It was perhaps as well for Laurence that his father made his exit at the time he did. Richard Sterne had been Archbishop of York in James the Second's time, and lived at Elvington; and Sterne's cousin, the squire of that place, sent him to Jesus College, Cambridge, whence he took orders, and got the living of Sutton, and the prebendary of York. His wife married him for love, she having, as she told him when about (as she thought) to die, left him every shilling of her fortune; but Sterne's love did not last as did that of Fielding. Wife and husband got heartily tired of each other. Our author, when he became celebrated, fell in love with another woman, Mrs. Elizabeth Draper, the "Eliza" of his letters. He published his celebrated "Tristram Shandy," his "Sermons," his "Sentimental Journey." He became the rage of the town, danced attendance on the great, travelled abroad, and died in Bond Street, with only an old woman by him, who robbed his body of the gold sleeve-links of his shirt.
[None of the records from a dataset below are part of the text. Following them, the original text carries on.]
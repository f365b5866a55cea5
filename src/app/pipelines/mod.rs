pub mod banks;
pub mod nbfcs;

pub use banks::{CuratedBanks, TOP_BANKS};
pub use nbfcs::NbfcCsvSource;
use clap::Parser;
use lender_enrich::app::runner::{filter_file, Runner};
use lender_enrich::config::{Command, EnrichArgs, FilterArgs};
use lender_enrich::utils::{logger, validation::Validate};
use lender_enrich::{CliConfig, EnrichError, GeminiClient};

#[tokio::main]
async fn main() -> anyhow::Result<()> {
    let cli = CliConfig::parse();

    if cli.log_json {
        logger::init_json_logger(cli.verbose);
    } else {
        logger::init_cli_logger(cli.verbose);
    }

    tracing::info!("Starting lender-enrich");
    tracing::debug!("CLI config: {:?}", cli);

    let outcome = match &cli.command {
        Command::Enrich(args) => enrich(args).await,
        Command::Filter(args) => filter(args).await,
    };

    if let Err(e) = outcome {
        tracing::error!("❌ {}", e);
        eprintln!("❌ {}", e);
        std::process::exit(e.exit_code());
    }

    Ok(())
}

async fn enrich(args: &EnrichArgs) -> Result<(), EnrichError> {
    let config = args.load_config()?;
    config.validate()?;

    let api_key = config.resolve_api_key()?;
    let extractor = GeminiClient::new(config.extraction.clone(), api_key)?;

    let runner = Runner::new(&config, extractor);
    runner.watch_ctrl_c();

    let summaries = runner.run(args.mode.sources()).await?;

    for summary in &summaries {
        println!(
            "✅ {}: {} processed, {} succeeded, {} failed",
            summary.source, summary.processed, summary.succeeded, summary.failed
        );
        if let Some(output) = &summary.output {
            println!("📁 Output saved to: {}", output);
        }
    }

    if summaries.iter().any(|s| s.interrupted) {
        return Err(EnrichError::Interrupted);
    }
    Ok(())
}

async fn filter(args: &FilterArgs) -> Result<(), EnrichError> {
    let records = filter_file(&args.file, &args.state).await?;
    for record in &records {
        let marker = if record.is_pan_india() { " (pan-India)" } else { "" };
        println!("{} [{}]{}", record.company_name, record.company_type, marker);
    }
    println!("{} lenders operate in {}", records.len(), args.state);
    Ok(())
}
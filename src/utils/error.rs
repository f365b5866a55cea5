use thiserror::Error;

#[derive(Error, Debug)]
pub enum EnrichError {
    #[error("API request failed: {0}")]
    ApiError(#[from] reqwest::Error),

    #[error("CSV processing error: {0}")]
    CsvError(#[from] csv::Error),

    #[error("IO error: {0}")]
    IoError(#[from] std::io::Error),

    #[error("Serialization error: {0}")]
    SerializationError(#[from] serde_json::Error),

    #[error("TOML parsing error: {0}")]
    TomlError(#[from] toml::de::Error),

    #[error("Missing configuration: {field}")]
    MissingConfigError { field: String },

    #[error("Invalid value for {field} ({value}): {reason}")]
    InvalidConfigValueError {
        field: String,
        value: String,
        reason: String,
    },

    #[error("Invalid input for {field}: {value}")]
    InvalidInput { field: String, value: String },

    #[error("Missing input: {message}")]
    MissingInput { message: String },

    #[error("Validation failed: {reason}")]
    ValidationFailed { score: u8, reason: String },

    #[error("Extraction failed: {message}")]
    ExtractionFailed { message: String },

    #[error("Interrupted by user")]
    Interrupted,
}

impl EnrichError {
    pub fn extraction(message: impl Into<String>) -> Self {
        Self::ExtractionFailed {
            message: message.into(),
        }
    }

    /// Exit code used by the binary when this error reaches `main`.
    pub fn exit_code(&self) -> i32 {
        match self {
            Self::Interrupted => 130,
            Self::MissingConfigError { .. }
            | Self::InvalidConfigValueError { .. }
            | Self::TomlError(_) => 1,
            _ => 2,
        }
    }
}

pub type Result<T> = std::result::Result<T, EnrichError>;
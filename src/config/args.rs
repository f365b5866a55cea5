use crate::app::runner::Source;
use crate::config::toml_config::EnrichConfig;
use crate::utils::error::Result;
use clap::{Args, Parser, Subcommand, ValueEnum};
use std::path::PathBuf;

#[derive(Debug, Clone, Parser)]
#[command(name = "lender-enrich")]
#[command(about = "Enrich Indian banks and NBFCs with business facts from web search")]
pub struct CliConfig {
    #[command(subcommand)]
    pub command: Command,

    #[arg(long, global = true, help = "Enable verbose output")]
    pub verbose: bool,

    #[arg(long, global = true, help = "Emit logs as JSON lines")]
    pub log_json: bool,
}

#[derive(Debug, Clone, Subcommand)]
pub enum Command {
    /// Validate and enrich a list of institutions
    Enrich(EnrichArgs),
    /// List lenders from an output file that operate in a state
    Filter(FilterArgs),
}

#[derive(Debug, Clone, Copy, PartialEq, Eq, ValueEnum)]
pub enum Mode {
    /// Built-in list of banks, websites still validated
    Banks,
    /// User-supplied NBFC CSV files
    Nbfcs,
    /// Banks, then NBFCs
    All,
}

impl Mode {
    pub fn sources(&self) -> &'static [Source] {
        match self {
            Mode::Banks => &[Source::Banks],
            Mode::Nbfcs => &[Source::Nbfcs],
            Mode::All => &[Source::Banks, Source::Nbfcs],
        }
    }
}

#[derive(Debug, Clone, Args)]
pub struct EnrichArgs {
    #[arg(value_enum)]
    pub mode: Mode,

    #[arg(long, help = "TOML config file")]
    pub config: Option<PathBuf>,

    #[arg(long, help = "NBFC CSV file or directory of CSV files")]
    pub input: Option<String>,

    #[arg(long)]
    pub output_dir: Option<String>,

    #[arg(long, help = "Extraction service endpoint")]
    pub endpoint: Option<String>,

    #[arg(long, help = "Rewrite the output file every N institutions")]
    pub flush_every: Option<usize>,

    #[arg(long, help = "Pause after each institution, in milliseconds")]
    pub delay_ms: Option<u64>,

    #[arg(long)]
    pub timeout_seconds: Option<u64>,

    #[arg(long, help = "Process at most N institutions per source")]
    pub limit: Option<usize>,

    #[arg(long, help = "Score NBFC websites before extraction")]
    pub validate_nbfcs: bool,
}

impl EnrichArgs {
    /// Config file (or defaults) with command-line overrides applied.
    pub fn load_config(&self) -> Result<EnrichConfig> {
        let mut config = match &self.config {
            Some(path) => EnrichConfig::from_file(path)?,
            None => EnrichConfig::default(),
        };

        if let Some(input) = &self.input {
            config.run.input = Some(input.clone());
        }
        if let Some(output_dir) = &self.output_dir {
            config.run.output_dir = output_dir.clone();
        }
        if let Some(endpoint) = &self.endpoint {
            config.extraction.endpoint = endpoint.clone();
        }
        if let Some(flush_every) = self.flush_every {
            config.run.flush_every = flush_every;
        }
        if let Some(delay_ms) = self.delay_ms {
            config.run.delay_ms = delay_ms;
        }
        if let Some(timeout) = self.timeout_seconds {
            config.extraction.timeout_seconds = timeout;
        }
        if self.limit.is_some() {
            config.run.limit = self.limit;
        }
        if self.validate_nbfcs {
            config.run.validate_nbfcs = true;
        }

        Ok(config)
    }
}

#[derive(Debug, Clone, Args)]
pub struct FilterArgs {
    #[arg(long)]
    pub state: String,

    #[arg(long, help = "Output CSV written by `enrich`")]
    pub file: PathBuf,
}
When he died he left behind him the reputation of a first-rate and most original genius, second to none in his peculiar walk; and he was considered a man with a sentimental humour, but a bad heart. Perhaps some day Sterne's character will be successfully white-washed. As it is, we cannot resist the conviction forced on us that certain

geniuses are very unpleasant people, full, perhaps necessarily so, of thoughts only regarding themselves, careless and often cruel to others, sensitive to a fault themselves, forgetful of the feelings of their friends, and that great talents are a snare, that wit has a corrupting influence, which only true piety, combined with moral courage and humility can negative and throw off. In the succeeding chapter somewhat will be said about Sterne's works.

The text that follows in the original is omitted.